It took a few weeks for the pitfalls to emerge in the governor’s $25 billion budget, but the time of judgment has finally arrived.
The proposal was presented to lawmakers Jan. 24; debate commenced in earnest when the regular session convened March 10; and it must be balanced and passed by adjournment June 2. That’s roughly a month before the budget’s spending plan will be triggered by a new fiscal year July 1.
Over the past four weeks, a campaign of follies has spilled out of the budget process, beginning with the double counting of money that was collected during last year’s tax amnesty program. That pratfall led to a $43 million hole in the health and hospitals budget.
The administration said it was filled almost immediately with bond premiums and over-collections funds. But unless the administration has more from where that came from, it diminishes the pool of emergency money should any other unanticipated shortfalls occur.
And they have. Since then, Superintendent of Education John White has admitted to another $105 million gap in his budget — $55 million for the current fiscal year and $50 million for the next. He blamed both a “cash-flow” issue that has managed to survive legislative scrutiny without further explanation and a miscalculation in the amount of student enrollment growth. White’s department estimated 3,500 students when the figure was actually more than 7,000.

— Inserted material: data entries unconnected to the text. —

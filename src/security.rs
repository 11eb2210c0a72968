// Copyright (C) 2026 Core Services Team This program is free software: you
// can redistribute it and/or modify it under the terms of the GNU General
// Public License as published by the Free Software Foundation, version 3.
//
// This program is distributed in the hope that it will be useful, but WITHOUT
// ANY WARRANTY; without even the implied warranty of MERCHANTABILITY or
// FITNESS FOR A PARTICULAR PURPOSE. See the GNU General Public License for
// more details.
//
// You should have received a copy of the GNU General Public License along
// with this program. If not, see <https://www.gnu.org/licenses/>.
//

//! CURVE keypair loading and the shared [`SecurityContext`].
//!
//! Key *provisioning* (rotation, re-keying, multiple algorithms) is out of
//! scope; this module only knows how to read and write the two fixed-format
//! files the server itself needs at startup.

use std::fs;
use std::path::{Path, PathBuf};

use thiserror::Error;
use tracing::info;

const PUBLIC_KEY_FILE: &str = "sdms-core-key.pub";
const PRIVATE_KEY_FILE: &str = "sdms-core-key.priv";

/// Z85-encoded CURVE keys are always exactly this many printable characters.
pub const Z85_KEY_LEN: usize = 40;

#[derive(Debug, Error)]
pub enum KeyLoadError {
    #[error("could not open key file {path:?}: {source}")]
    Io {
        path: PathBuf,
        #[source]
        source: std::io::Error,
    },
    #[error("key file {path:?} does not contain a {expected}-character Z85 key (got {got})")]
    BadLength {
        path: PathBuf,
        expected: usize,
        got: usize,
    },
    #[error("failed to generate CURVE keypair: {0}")]
    Generation(String),
}

/// A CURVE keypair in Z85-encoded form, plus the flag marking this side of
/// the handshake as the server.
#[derive(Debug, Clone)]
pub struct SecurityContext {
    pub is_server: bool,
    pub public_key: String,
    pub private_key: String,
}

impl SecurityContext {
    pub fn server(public_key: String, private_key: String) -> Self {
        Self {
            is_server: true,
            public_key,
            private_key,
        }
    }
}

/// Load the daemon's own keypair from `<cred_dir>/sdms-core-key.{pub,priv}`.
///
/// Each file is a single line containing the 40-character Z85 encoding of
/// the key. Missing or unreadable files are fatal at startup.
pub fn load_keypair(cred_dir: &Path) -> Result<(String, String), KeyLoadError> {
    let public_key = read_single_line_key(&cred_dir.join(PUBLIC_KEY_FILE))?;
    let private_key = read_single_line_key(&cred_dir.join(PRIVATE_KEY_FILE))?;
    Ok((public_key, private_key))
}

fn read_single_line_key(path: &Path) -> Result<String, KeyLoadError> {
    let content = fs::read_to_string(path).map_err(|source| KeyLoadError::Io {
        path: path.to_path_buf(),
        source,
    })?;
    let key = content.trim().to_string();
    if key.len() != Z85_KEY_LEN {
        return Err(KeyLoadError::BadLength {
            path: path.to_path_buf(),
            expected: Z85_KEY_LEN,
            got: key.len(),
        });
    }
    Ok(key)
}

/// Generate a fresh CURVE keypair and write it to `<cred_dir>/sdms-core-key.{pub,priv}`,
/// refusing to overwrite an existing pair.
pub fn generate_and_save_keypair(cred_dir: &Path) -> Result<(String, String), KeyLoadError> {
    fs::create_dir_all(cred_dir).map_err(|source| KeyLoadError::Io {
        path: cred_dir.to_path_buf(),
        source,
    })?;

    let public_path = cred_dir.join(PUBLIC_KEY_FILE);
    let private_path = cred_dir.join(PRIVATE_KEY_FILE);

    let keypair =
        zmq::CurveKeyPair::new().map_err(|e| KeyLoadError::Generation(e.to_string()))?;
    let public_key = zmq::z85_encode(&keypair.public_key)
        .map_err(|e| KeyLoadError::Generation(e.to_string()))?;
    let private_key = zmq::z85_encode(&keypair.secret_key)
        .map_err(|e| KeyLoadError::Generation(e.to_string()))?;

    fs::write(&public_path, format!("{public_key}\n")).map_err(|source| KeyLoadError::Io {
        path: public_path.clone(),
        source,
    })?;
    fs::write(&private_path, format!("{private_key}\n")).map_err(|source| KeyLoadError::Io {
        path: private_path.clone(),
        source,
    })?;

    #[cfg(unix)]
    {
        use std::os::unix::fs::PermissionsExt;
        let mut perms = fs::metadata(&private_path)
            .map_err(|source| KeyLoadError::Io {
                path: private_path.clone(),
                source,
            })?
            .permissions();
        perms.set_mode(0o600);
        fs::set_permissions(&private_path, perms).map_err(|source| KeyLoadError::Io {
            path: private_path.clone(),
            source,
        })?;
    }

    info!(?cred_dir, "Generated new CURVE keypair");
    Ok((public_key, private_key))
}

#[cfg(test)]
mod tests {
    use super::*;
    use tempfile::TempDir;

    #[test]
    fn generate_then_load_round_trips() {
        let dir = TempDir::new().unwrap();
        let (pub1, priv1) = generate_and_save_keypair(dir.path()).unwrap();
        assert_eq!(pub1.len(), Z85_KEY_LEN);
        assert_eq!(priv1.len(), Z85_KEY_LEN);

        let (pub2, priv2) = load_keypair(dir.path()).unwrap();
        assert_eq!(pub1, pub2);
        assert_eq!(priv1, priv2);
    }

    #[test]
    fn missing_key_file_is_an_error() {
        let dir = TempDir::new().unwrap();
        let err = load_keypair(dir.path()).unwrap_err();
        assert!(matches!(err, KeyLoadError::Io { .. }));
    }

    #[test]
    fn wrong_length_key_is_rejected() {
        let dir = TempDir::new().unwrap();
        fs::write(dir.path().join(PUBLIC_KEY_FILE), "too-short\n").unwrap();
        fs::write(dir.path().join(PRIVATE_KEY_FILE), "a".repeat(40)).unwrap();
        let err = load_keypair(dir.path()).unwrap_err();
        assert!(matches!(err, KeyLoadError::BadLength { .. }));
    }
}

With nearly $1 billion in short-term financing propping up Gov. Bobby Jindal’s budget, the challenges won’t be packed up when he leaves office. In reality, they may even be worse next year, when the federal government is threatening to withhold $307 million in Medicaid money until the administration can further explain its plan for providing health care to Louisiana’s indigent and uninsured.
One the most worrisome trends are the number of agencies, departments and offices that are no longer relying solely on dedicated and self-generated revenues.
Jindal’s budget takes $12 million in hurricane recovery money and redirects it to the developmentally disabled. It swipes $23 million from the Medicaid Trust Fund for the Elderly — which has gone from $800 million to $30 million in recent years — and moves it over to home and community-based health care.
Another $6 million in wind damages from Hurricane Gustav are being funneled to the Department of Corrections. Then there’s the $50 million the administration wants to remove from the Morial Convention Center to give to the Board of Regents, Office of Elderly Affairs, Department of Education and state libraries.
So with new shortfalls cropping up, non-recurring revenue being used creatively and the usual shifting around of money, what’s a lawmaker to do? Cut. On the chopping block are $60 million worth of pay raises for state workers; $40 million for a higher education incentive fund (known as WISE); and $6 million in new money for colleges and universities.
And it’s not just the operating budget, found in HB 1. The annual construction budget, or HB 2, already has twice the amount of projects than there is capacity. There also hasn’t been a proper Minimum Foundation Program budget passed for elementary and secondary schools since the 2011-12 fiscal year, and the latest incarnation, found in SCR 55, holds just as much doubt.